Если посмотреть на ситуацию с юмором, то получалось, что государство это я!

Придя в себя, я отпустил индуса, естественно, горячо поблагодарив, и принялся просматривать остальные бумаги, бывшие в полиэтиленовом пакете вместе с завещанием. Среди них я обнаружил что-то вроде пояснительной записки к нему, завещанию то бишь, в которой Алевтина объясняла свой поступок и давала мне указание на будущее. Оказалось, это было уже второе завещание. В предыдущем, составленном еще задолго до операции клонирования, все свое имущество моя двоюродная сестра отписывала государству, потому как больше некому. Но сразу же после клонирования Алевтина все завещала мне, но при следующем непременном условии: после рождения клона и достижения им совершеннолетия я немедленно передаю ему завещанную мне собственность.
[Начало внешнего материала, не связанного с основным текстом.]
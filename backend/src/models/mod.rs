//! Domain models for the legistats pipeline.
//!
//! - [`RawRow`] - one positional row of the raw export
//! - [`Period`] - reporting year/month announced by a marker row
//! - [`CountKind`] - basic or amending act count
//! - [`TidyRecord`] - one normalized output record
//! - [`DatasetName`] - filename convention for tidy tables and companions

use chrono::NaiveDate;
use once_cell::sync::Lazy;
use regex::Regex;
use serde::{Deserialize, Serialize};
use std::fmt;
use std::path::{Path, PathBuf};

// =============================================================================
// Raw rows
// =============================================================================

/// A raw positional row with up to three cells.
///
/// A cell is `None` when it was missing or blank in the source.
#[derive(Debug, Clone, Default, PartialEq, Eq)]
pub struct RawRow {
    pub cells: [Option<String>; 3],
}

impl RawRow {
    /// Build a row from raw cell texts. Blank cells become absent, cells
    /// past the third are ignored.
    pub fn from_cells<I, S>(cells: I) -> Self
    where
        I: IntoIterator<Item = S>,
        S: AsRef<str>,
    {
        let mut row = Self::default();
        for (slot, cell) in row.cells.iter_mut().zip(cells) {
            let trimmed = cell.as_ref().trim();
            if !trimmed.is_empty() {
                *slot = Some(trimmed.to_string());
            }
        }
        row
    }

    pub fn col0(&self) -> Option<&str> {
        self.cells[0].as_deref()
    }

    pub fn col1(&self) -> Option<&str> {
        self.cells[1].as_deref()
    }

    pub fn col2(&self) -> Option<&str> {
        self.cells[2].as_deref()
    }

    /// True when all three cells are absent.
    pub fn is_blank(&self) -> bool {
        self.cells.iter().all(Option::is_none)
    }
}

// =============================================================================
// Output records
// =============================================================================

/// Reporting period announced by a "Statistics for" row.
///
/// Year and month keep the source text as-is (`"05"` stays `"05"`).
#[derive(Debug, Clone, PartialEq, Eq, Serialize, Deserialize)]
pub struct Period {
    pub year: String,
    pub month: String,
}

/// Which of the two counts a tidy record carries.
#[derive(Debug, Clone, Copy, PartialEq, Eq, Hash, PartialOrd, Ord, Serialize, Deserialize)]
#[serde(rename_all = "lowercase")]
pub enum CountKind {
    Basic,
    Amending,
}

impl CountKind {
    pub fn as_str(&self) -> &'static str {
        match self {
            Self::Basic => "basic",
            Self::Amending => "amending",
        }
    }
}

impl fmt::Display for CountKind {
    fn fmt(&self, f: &mut fmt::Formatter<'_>) -> fmt::Result {
        f.write_str(self.as_str())
    }
}

/// One tidy record: `(year, month, category, act_type, type, count)`.
///
/// `count` is `None` when the source cell was not a number.
#[derive(Debug, Clone, PartialEq, Serialize, Deserialize)]
pub struct TidyRecord {
    pub year: String,
    pub month: String,
    pub category: String,
    pub act_type: String,
    #[serde(rename = "type")]
    pub count_kind: CountKind,
    pub count: Option<f64>,
}

impl TidyRecord {
    pub fn new(
        period: &Period,
        category: &str,
        act_type: &str,
        count_kind: CountKind,
        count: Option<f64>,
    ) -> Self {
        Self {
            year: period.year.clone(),
            month: period.month.clone(),
            category: category.to_string(),
            act_type: act_type.to_string(),
            count_kind,
            count,
        }
    }
}

// =============================================================================
// Dataset naming
// =============================================================================

/// Prefix of tidy table filenames.
pub const DATASET_PREFIX: &str = "legislative_acts_";

static DATASET_DATE: Lazy<Regex> =
    Lazy::new(|| Regex::new(r"^(\d{4})_(\d{1,2})$").expect("valid dataset date regex"));

/// Names derived from a tidy table path (`legislative_acts_2023_05.csv`).
#[derive(Debug, Clone, PartialEq, Eq)]
pub struct DatasetName {
    /// Directory holding the tidy table.
    pub dir: PathBuf,
    /// File stem, e.g. `legislative_acts_2023_05`.
    pub stem: String,
    /// Dataset date part, e.g. `2023_05`. Falls back to the whole stem.
    pub date: String,
}

impl DatasetName {
    pub fn from_path(path: &Path) -> Self {
        let dir = path
            .parent()
            .map(Path::to_path_buf)
            .unwrap_or_default();
        let stem = path
            .file_stem()
            .and_then(|s| s.to_str())
            .unwrap_or("dataset")
            .to_string();
        let date = stem
            .strip_prefix(DATASET_PREFIX)
            .unwrap_or(&stem)
            .to_string();
        Self { dir, stem, date }
    }

    /// `(year, month)` when the dataset date follows `YYYY_MM`.
    pub fn year_month(&self) -> Option<(i32, u32)> {
        let caps = DATASET_DATE.captures(&self.date)?;
        let year = caps[1].parse().ok()?;
        let month = caps[2].parse().ok()?;
        NaiveDate::from_ymd_opt(year, month, 1).map(|_| (year, month))
    }

    /// Human readable period (`May 2023`), or the raw date string.
    pub fn display_date(&self) -> String {
        format_dataset_date(&self.date)
    }

    pub fn raw_copy_path(&self) -> PathBuf {
        self.dir.join(format!("{}_raw.csv", self.stem))
    }

    pub fn parser_source_path(&self) -> PathBuf {
        self.dir.join(format!("{}_parser.rs", self.stem))
    }

    pub fn metadata_path(&self) -> PathBuf {
        self.dir.join(format!("{}_metadata.json", self.stem))
    }
}

/// Format a `YYYY_MM` dataset date as `Month YYYY`, leaving anything else untouched.
pub fn format_dataset_date(date: &str) -> String {
    DATASET_DATE
        .captures(date)
        .and_then(|caps| {
            let year: i32 = caps[1].parse().ok()?;
            let month: u32 = caps[2].parse().ok()?;
            NaiveDate::from_ymd_opt(year, month, 1)
        })
        .map(|d| d.format("%B %Y").to_string())
        .unwrap_or_else(|| date.to_string())
}

// =============================================================================
// Citation
// =============================================================================

/// Citation strings for a published dataset, persisted as `<stem>_metadata.json`.
#[derive(Debug, Clone, PartialEq, Eq, Serialize, Deserialize)]
pub struct Citation {
    pub apa: String,
    pub mla: String,
    pub chicago: String,
    pub bibtex: String,
    pub doi: String,
}

#[cfg(test)]
mod tests {
    use super::*;

    #[test]
    fn test_raw_row_blank_cells_are_absent() {
        let row = RawRow::from_cells(["Regulations", "  ", ""]);
        assert_eq!(row.col0(), Some("Regulations"));
        assert_eq!(row.col1(), None);
        assert_eq!(row.col2(), None);
        assert!(!row.is_blank());
    }

    #[test]
    fn test_raw_row_short_and_long_rows() {
        let short = RawRow::from_cells(["only"]);
        assert_eq!(short.col2(), None);

        let long = RawRow::from_cells(["a", "b", "c", "d"]);
        assert_eq!(long.col2(), Some("c"));
        assert!(RawRow::from_cells(Vec::<String>::new()).is_blank());
    }

    #[test]
    fn test_dataset_name_from_path() {
        let name = DatasetName::from_path(Path::new("data/legislative_acts_2023_05.csv"));
        assert_eq!(name.stem, "legislative_acts_2023_05");
        assert_eq!(name.date, "2023_05");
        assert_eq!(name.year_month(), Some((2023, 5)));
        assert_eq!(name.display_date(), "May 2023");
        assert_eq!(
            name.metadata_path(),
            PathBuf::from("data/legislative_acts_2023_05_metadata.json")
        );
        assert_eq!(
            name.raw_copy_path(),
            PathBuf::from("data/legislative_acts_2023_05_raw.csv")
        );
    }

    #[test]
    fn test_unconventional_name_keeps_raw_date() {
        let name = DatasetName::from_path(Path::new("export.csv"));
        assert_eq!(name.date, "export");
        assert_eq!(name.year_month(), None);
        assert_eq!(name.display_date(), "export");
        assert_eq!(format_dataset_date("2023_13"), "2023_13");
    }

    #[test]
    fn test_count_kind_serializes_lowercase() {
        assert_eq!(serde_json::to_string(&CountKind::Amending).unwrap(), "\"amending\"");
        assert_eq!(CountKind::Basic.to_string(), "basic");
    }
}
//! Raw export reader with encoding and delimiter auto-detection.
//!
//! Resolves a source (local path or URL), decodes its bytes and splits it
//! into headerless positional [`RawRow`]s. No statistics-specific logic here.

use csv::ReaderBuilder;
use std::fmt;
use std::path::{Path, PathBuf};

use crate::error::{SourceError, SourceResult};
use crate::models::RawRow;

/// Where the raw table comes from.
#[derive(Debug, Clone, PartialEq, Eq)]
pub enum Source {
    Path(PathBuf),
    Url(String),
}

impl Source {
    /// `http://` and `https://` inputs are URLs, everything else is a path.
    pub fn parse(input: &str) -> Self {
        if input.starts_with("http://") || input.starts_with("https://") {
            Self::Url(input.to_string())
        } else {
            Self::Path(PathBuf::from(input))
        }
    }
}

impl fmt::Display for Source {
    fn fmt(&self, f: &mut fmt::Formatter<'_>) -> fmt::Result {
        match self {
            Self::Path(p) => write!(f, "{}", p.display()),
            Self::Url(u) => f.write_str(u),
        }
    }
}

/// Parsed raw table with detection metadata.
#[derive(Debug, Clone)]
pub struct RawTable {
    /// Rows in source order
    pub rows: Vec<RawRow>,
    /// Detected encoding
    pub encoding: String,
    /// Detected delimiter
    pub delimiter: char,
}

/// Read the source bytes, downloading when the source is a URL.
pub async fn fetch_source(source: &Source) -> SourceResult<Vec<u8>> {
    match source {
        Source::Path(path) => read_file(path).await,
        Source::Url(url) => download(url).await,
    }
}

async fn read_file(path: &Path) -> SourceResult<Vec<u8>> {
    tokio::fs::read(path).await.map_err(|e| SourceError::Io {
        path: path.display().to_string(),
        source: e,
    })
}

async fn download(url: &str) -> SourceResult<Vec<u8>> {
    let http_err = |message: String| SourceError::Http {
        url: url.to_string(),
        message,
    };

    let response = reqwest::get(url)
        .await
        .map_err(|e| http_err(e.to_string()))?;

    let status = response.status();
    if !status.is_success() {
        return Err(http_err(format!("HTTP {}", status)));
    }

    let bytes = response
        .bytes()
        .await
        .map_err(|e| http_err(e.to_string()))?;
    Ok(bytes.to_vec())
}

/// Detect the encoding of raw bytes using chardet
pub fn detect_encoding(bytes: &[u8]) -> String {
    let result = chardet::detect(bytes);
    let charset = result.0;

    match charset.to_lowercase().as_str() {
        "" | "ascii" | "utf-8" | "utf8" => "utf-8".to_string(),
        "iso-8859-1" | "iso-8859-15" | "latin-1" | "latin1" => "iso-8859-1".to_string(),
        "windows-1252" | "cp1252" => "windows-1252".to_string(),
        _ => charset,
    }
}

/// Decode bytes to string using the specified encoding
pub fn decode_content(bytes: &[u8], encoding: &str) -> SourceResult<String> {
    let bytes = bytes.strip_prefix(b"\xEF\xBB\xBF").unwrap_or(bytes);
    let decoded = match encoding.to_lowercase().as_str() {
        "utf-8" | "utf8" | "ascii" => match std::str::from_utf8(bytes) {
            Ok(s) => s.to_string(),
            Err(_) => String::from_utf8_lossy(bytes).into_owned(),
        },
        "iso-8859-1" | "latin-1" | "latin1" => {
            encoding_rs::ISO_8859_15.decode(bytes).0.into_owned()
        }
        "windows-1252" | "cp1252" => encoding_rs::WINDOWS_1252.decode(bytes).0.into_owned(),
        other => {
            let codec = encoding_rs::Encoding::for_label(other.as_bytes()).ok_or_else(|| {
                SourceError::Encoding(format!("unsupported encoding '{}'", other))
            })?;
            codec.decode(bytes).0.into_owned()
        }
    };
    Ok(decoded)
}

/// Separators considered by [`detect_delimiter`], the export's native one first.
const DELIMITERS: [char; 4] = [',', ';', '\t', '|'];

/// Lines sampled for delimiter detection.
const DELIMITER_SAMPLE_LINES: usize = 50;

/// Lines that must split into three or more cells before a non-comma
/// separator is preferred.
const MIN_WIDE_LINES: usize = 2;

/// Detect the delimiter over a sample of non-empty lines.
///
/// A line counts for a separator when it splits into at least three cells.
/// Another separator replaces `,` only when it yields such lines more often
/// than `,` does, on at least [`MIN_WIDE_LINES`] lines. A title line with a
/// stray `;` therefore does not change the delimiter.
pub fn detect_delimiter(content: &str) -> char {
    let sample: Vec<&str> = content
        .lines()
        .filter(|l| !l.trim().is_empty())
        .take(DELIMITER_SAMPLE_LINES)
        .collect();
    let wide_lines = |sep: char| sample.iter().filter(|l| l.matches(sep).count() >= 2).count();

    let comma = wide_lines(',');
    DELIMITERS[1..]
        .iter()
        .map(|&sep| (sep, wide_lines(sep)))
        .filter(|&(_, n)| n >= MIN_WIDE_LINES && n > comma)
        .max_by_key(|&(_, n)| n)
        .map_or(',', |(sep, _)| sep)
}

/// Printable form of a delimiter (`\t` for tab).
pub fn format_delimiter(d: char) -> String {
    match d {
        '\t' => "\\t".to_string(),
        c => c.to_string(),
    }
}

/// Split decoded content into headerless raw rows.
///
/// Record widths may vary; quoted fields are honoured and fully empty
/// lines are skipped. A line of empty cells (`,,`) is kept as a blank row.
pub fn read_raw_rows(content: &str, delimiter: char) -> SourceResult<Vec<RawRow>> {
    let delimiter = u8::try_from(delimiter)
        .map_err(|_| SourceError::Encoding(format!("non-ASCII delimiter '{}'", delimiter)))?;

    let mut reader = ReaderBuilder::new()
        .has_headers(false)
        .flexible(true)
        .delimiter(delimiter)
        .from_reader(content.as_bytes());

    let mut rows = Vec::new();
    for record in reader.records() {
        let record = record?;
        rows.push(RawRow::from_cells(record.iter()));
    }

    if rows.is_empty() {
        return Err(SourceError::EmptySource);
    }
    Ok(rows)
}

/// Parse raw bytes with auto-detection of encoding and delimiter.
pub fn parse_source_bytes(bytes: &[u8]) -> SourceResult<RawTable> {
    parse_source_bytes_with(bytes, None)
}

/// Parse raw bytes, using `delimiter` when given instead of detecting it.
pub fn parse_source_bytes_with(bytes: &[u8], delimiter: Option<char>) -> SourceResult<RawTable> {
    let encoding = detect_encoding(bytes);
    let content = decode_content(bytes, &encoding)?;
    let delimiter = delimiter.unwrap_or_else(|| detect_delimiter(&content));
    let rows = read_raw_rows(&content, delimiter)?;

    Ok(RawTable {
        rows,
        encoding,
        delimiter,
    })
}
//! Publishing adapters.
//!
//! - [`zenodo`] - versioned dataset deposits with a DOI, plus citations
//! - [`github`] - code-hosting releases with the files attached
//!
//! Both take their configuration explicitly (see [`crate::config`]) and
//! return [`PublishError`]s that the pipeline treats as non-fatal.

pub mod github;
pub mod zenodo;

use std::path::Path;

use crate::error::{PublishError, PublishResult};

pub use github::{GitHubPublisher, Release, ReleaseRequest};
pub use zenodo::{
    citation_from_parts, DepositMetadata, DepositRequest, Deposition, MetadataOverrides,
    ZenodoPublisher,
};

/// Turn a non-success response into [`PublishError::Api`].
pub(crate) async fn ensure_success(
    service: &'static str,
    response: reqwest::Response,
) -> PublishResult<reqwest::Response> {
    let status = response.status();
    if status.is_success() {
        return Ok(response);
    }
    let body = response.text().await.unwrap_or_default();
    Err(PublishError::Api {
        service,
        status: status.as_u16(),
        body,
    })
}

/// File name used for an uploaded attachment.
pub(crate) fn attachment_name(path: &Path) -> PublishResult<String> {
    path.file_name()
        .and_then(|n| n.to_str())
        .map(str::to_string)
        .ok_or_else(|| {
            PublishError::Io(std::io::Error::new(
                std::io::ErrorKind::InvalidInput,
                format!("no file name in '{}'", path.display()),
            ))
        })
}
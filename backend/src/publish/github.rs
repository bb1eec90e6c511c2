//! GitHub release publisher.
//!
//! Creates a release for a dataset tag and attaches the tidy table, the
//! raw source and the parser source as release assets.

use chrono::Utc;
use serde::{Deserialize, Serialize};
use std::path::{Path, PathBuf};

use super::{attachment_name, ensure_success};
use crate::config::{GitHubConfig, GITHUB_API_VERSION};
use crate::error::PublishResult;
use crate::logs::{log_info, log_info_indent, log_success, log_warning};

const SERVICE: &str = "GitHub";

/// What to release.
#[derive(Debug, Clone, Default)]
pub struct ReleaseRequest {
    pub tag: String,
    pub title: Option<String>,
    pub body: Option<String>,
    pub draft: bool,
    pub prerelease: bool,
    /// Appended to the body as a citation section.
    pub doi: Option<String>,
    /// Files to attach. Missing files are skipped.
    pub assets: Vec<PathBuf>,
}

impl ReleaseRequest {
    pub fn new(tag: impl Into<String>) -> Self {
        Self {
            tag: tag.into(),
            ..Self::default()
        }
    }

    pub fn resolved_title(&self) -> String {
        self.title
            .clone()
            .unwrap_or_else(|| format!("Dataset Release: {}", self.tag))
    }

    pub fn resolved_body(&self) -> String {
        let mut body = self.body.clone().unwrap_or_else(|| {
            format!(
                "Dataset release created on {}",
                Utc::now().format("%Y-%m-%d")
            )
        });
        if let Some(ref doi) = self.doi {
            body.push_str(&format!(
                "\n\n## Digital Object Identifier\n\nThis dataset is also available with DOI: [{doi}](https://doi.org/{doi})"
            ));
        }
        body
    }
}

#[derive(Debug, Serialize)]
struct CreateRelease<'a> {
    tag_name: &'a str,
    name: String,
    body: String,
    draft: bool,
    prerelease: bool,
}

/// A created release (only the fields we use).
#[derive(Debug, Clone, Deserialize)]
pub struct Release {
    pub id: u64,
    #[serde(default)]
    pub html_url: String,
    pub upload_url: String,
    #[serde(default)]
    pub assets: Vec<ReleaseAsset>,
}

#[derive(Debug, Clone, Deserialize)]
pub struct ReleaseAsset {
    pub id: u64,
    pub name: String,
    #[serde(default)]
    pub browser_download_url: String,
}

/// GitHub REST client for one repository.
#[derive(Clone)]
pub struct GitHubPublisher {
    config: GitHubConfig,
    client: reqwest::Client,
}

impl GitHubPublisher {
    pub fn new(config: GitHubConfig) -> Self {
        Self {
            config,
            client: reqwest::Client::new(),
        }
    }

    fn request(&self, builder: reqwest::RequestBuilder) -> reqwest::RequestBuilder {
        builder
            .header("Accept", "application/vnd.github+json")
            .header("Authorization", format!("Bearer {}", self.config.token))
            .header("X-GitHub-Api-Version", GITHUB_API_VERSION)
            .header("User-Agent", concat!("legistats/", env!("CARGO_PKG_VERSION")))
    }

    /// Create the release, then upload every existing asset.
    pub async fn create_release(&self, request: &ReleaseRequest) -> PublishResult<Release> {
        log_info(format!(
            "🏷️  Creating release {} on {}/{}",
            request.tag, self.config.owner, self.config.repo
        ));

        let payload = CreateRelease {
            tag_name: &request.tag,
            name: request.resolved_title(),
            body: request.resolved_body(),
            draft: request.draft,
            prerelease: request.prerelease,
        };

        let response = self
            .request(self.client.post(format!("{}/releases", self.config.repo_url())))
            .json(&payload)
            .send()
            .await?;
        let mut release: Release = ensure_success(SERVICE, response).await?.json().await?;

        for path in &request.assets {
            if !path.exists() {
                log_warning(format!("Skipping missing asset {}", path.display()));
                continue;
            }
            let asset = self.upload_asset(&release.upload_url, path).await?;
            release.assets.push(asset);
        }

        log_success(format!(
            "Release {} created with {} asset(s)",
            request.tag,
            release.assets.len()
        ));
        Ok(release)
    }

    async fn upload_asset(&self, upload_url: &str, path: &Path) -> PublishResult<ReleaseAsset> {
        let filename = attachment_name(path)?;
        let bytes = tokio::fs::read(path).await?;
        log_info_indent(format!("Attaching {} ({} bytes)", filename, bytes.len()), 1);

        let response = self
            .request(self.client.post(asset_upload_url(upload_url)))
            .query(&[("name", filename.as_str())])
            .header("Content-Type", "application/octet-stream")
            .body(bytes)
            .send()
            .await?;
        Ok(ensure_success(SERVICE, response).await?.json().await?)
    }
}

/// Strip the `{?name,label}` URI template suffix from an upload URL.
pub fn asset_upload_url(upload_url: &str) -> &str {
    upload_url.split('{').next().unwrap_or(upload_url)
}

#[cfg(test)]
mod tests {
    use super::*;
    use serde_json::json;
    use tempfile::tempdir;
    use wiremock::matchers::{body_partial_json, header, method, path, query_param};
    use wiremock::{Mock, MockServer, ResponseTemplate};

    fn publisher(server: &MockServer) -> GitHubPublisher {
        let config = GitHubConfig::from_repository(Some("gh-token".into()), "eurlex/stats")
            .unwrap()
            .with_api_base(server.uri());
        GitHubPublisher::new(config)
    }

    #[test]
    fn test_upload_url_template_stripped() {
        assert_eq!(
            asset_upload_url("https://uploads.github.com/repos/o/r/releases/1/assets{?name,label}"),
            "https://uploads.github.com/repos/o/r/releases/1/assets"
        );
        assert_eq!(asset_upload_url("https://x/assets"), "https://x/assets");
    }

    #[test]
    fn test_default_title_and_doi_body() {
        let mut request = ReleaseRequest::new("dataset-2023_05");
        request.body = Some("Monthly data".into());
        request.doi = Some("10.5281/zenodo.42".into());

        assert_eq!(request.resolved_title(), "Dataset Release: dataset-2023_05");
        let body = request.resolved_body();
        assert!(body.starts_with("Monthly data\n\n## Digital Object Identifier"));
        assert!(body.contains("[10.5281/zenodo.42](https://doi.org/10.5281/zenodo.42)"));
    }

    #[tokio::test]
    async fn test_release_with_assets() {
        let server = MockServer::start().await;
        let dir = tempdir().unwrap();
        let csv = dir.path().join("legislative_acts_2023_05.csv");
        std::fs::write(&csv, "year,month\n").unwrap();

        Mock::given(method("POST"))
            .and(path("/repos/eurlex/stats/releases"))
            .and(header("Authorization", "Bearer gh-token"))
            .and(body_partial_json(json!({ "tag_name": "dataset-2023_05", "draft": false })))
            .respond_with(ResponseTemplate::new(201).set_body_json(json!({
                "id": 1,
                "html_url": "https://github.com/eurlex/stats/releases/tag/dataset-2023_05",
                "upload_url": format!("{}/uploads/releases/1/assets{{?name,label}}", server.uri())
            })))
            .expect(1)
            .mount(&server)
            .await;

        Mock::given(method("POST"))
            .and(path("/uploads/releases/1/assets"))
            .and(query_param("name", "legislative_acts_2023_05.csv"))
            .and(header("Content-Type", "application/octet-stream"))
            .respond_with(ResponseTemplate::new(201).set_body_json(json!({
                "id": 11,
                "name": "legislative_acts_2023_05.csv"
            })))
            .expect(1)
            .mount(&server)
            .await;

        let mut request = ReleaseRequest::new("dataset-2023_05");
        request.assets = vec![csv, dir.path().join("not_there.rs")];

        let release = publisher(&server).create_release(&request).await.unwrap();
        assert_eq!(release.assets.len(), 1);
        assert_eq!(release.assets[0].name, "legislative_acts_2023_05.csv");
    }

    #[tokio::test]
    async fn test_release_conflict_is_error() {
        let server = MockServer::start().await;

        Mock::given(method("POST"))
            .and(path("/repos/eurlex/stats/releases"))
            .respond_with(ResponseTemplate::new(422).set_body_string("already_exists"))
            .mount(&server)
            .await;

        let err = publisher(&server)
            .create_release(&ReleaseRequest::new("dataset-2023_05"))
            .await
            .unwrap_err();
        assert!(err.to_string().contains("already_exists"));
    }
}
//! Configuration schema definitions.
//!
//! All types derive Serde traits for deserialization from config files.

use serde::{Deserialize, Serialize};

use crate::capability::ChartFrame;
use crate::lifecycle::Environment;

/// Root configuration for the explorer bootstrap.
#[derive(Debug, Clone, Deserialize, Serialize, Default)]
#[serde(default)]
pub struct ExplorerConfig {
    /// Which loader strategy to use.
    pub environment: EnvironmentSetting,

    /// Canvas layout the chart capability is built for.
    pub chart: ChartFrame,

    /// Standalone artifact settings.
    pub artifact: ArtifactConfig,

    /// Logging settings.
    pub logging: LoggingConfig,
}

/// Environment selection: detected at startup or pinned.
#[derive(Debug, Clone, Copy, PartialEq, Eq, Default, Deserialize, Serialize, clap::ValueEnum)]
#[serde(rename_all = "lowercase")]
pub enum EnvironmentSetting {
    #[default]
    Auto,
    Bundled,
    Standalone,
}

impl EnvironmentSetting {
    pub fn resolve(self) -> Environment {
        match self {
            EnvironmentSetting::Auto => Environment::detect(),
            EnvironmentSetting::Bundled => Environment::Bundled,
            EnvironmentSetting::Standalone => Environment::Standalone,
        }
    }
}

/// Standalone artifact configuration.
#[derive(Debug, Clone, Deserialize, Serialize)]
#[serde(default)]
pub struct ArtifactConfig {
    /// Path to the compiled module.
    pub path: String,
}

impl Default for ArtifactConfig {
    fn default() -> Self {
        Self {
            path: "pkg/explorer.wasm".to_string(),
        }
    }
}

/// Logging configuration.
#[derive(Debug, Clone, Deserialize, Serialize)]
#[serde(default)]
pub struct LoggingConfig {
    /// `EnvFilter` directives used when `RUST_LOG` is unset.
    pub filter: String,
}

impl Default for LoggingConfig {
    fn default() -> Self {
        Self {
            filter: "explorer_bootstrap=info".to_string(),
        }
    }
}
Поскольку до достижения клоном совершеннолетия я сам мог отправиться в мир иной, мне в категорической форме предписывалось самому составить духовную, в которой имущество, полученное мной после смерти сестры, отходило после моей кончины к Алевтине-минор. В первом случае, то есть в случае передачи, я до составления моего завещания должен был исполнять функции опекуна; во втором случае опекуном должна была стать Надя Овечкина. (Алевтина и тут распорядилась, «никого ни капли не спросясь»). В своем послании моя сестрица в очередной раз влепила мне затрещину, охарактеризовав как дурака, но дурака честного, дурака, которому можно доверять. Впрочем, по ее мнению, честность должна быть непременным атрибутом каждого россиянина. Вот такая вот приключилась история с завещанием моей родственницы.

Завершилась она уже после отъезда Овечкиной в Америку на роды, так сказать. Но прежде чем Алевтина-минор появилась на свет, произошло следующее. Надя обратилась к иммиграционным властям США с просьбой предоставить ей статус… беженца. Да-да, беженца… Она якобы вынуждена была уехать из России, так как подверглась гонениям за… вынашивание клона. Каково!!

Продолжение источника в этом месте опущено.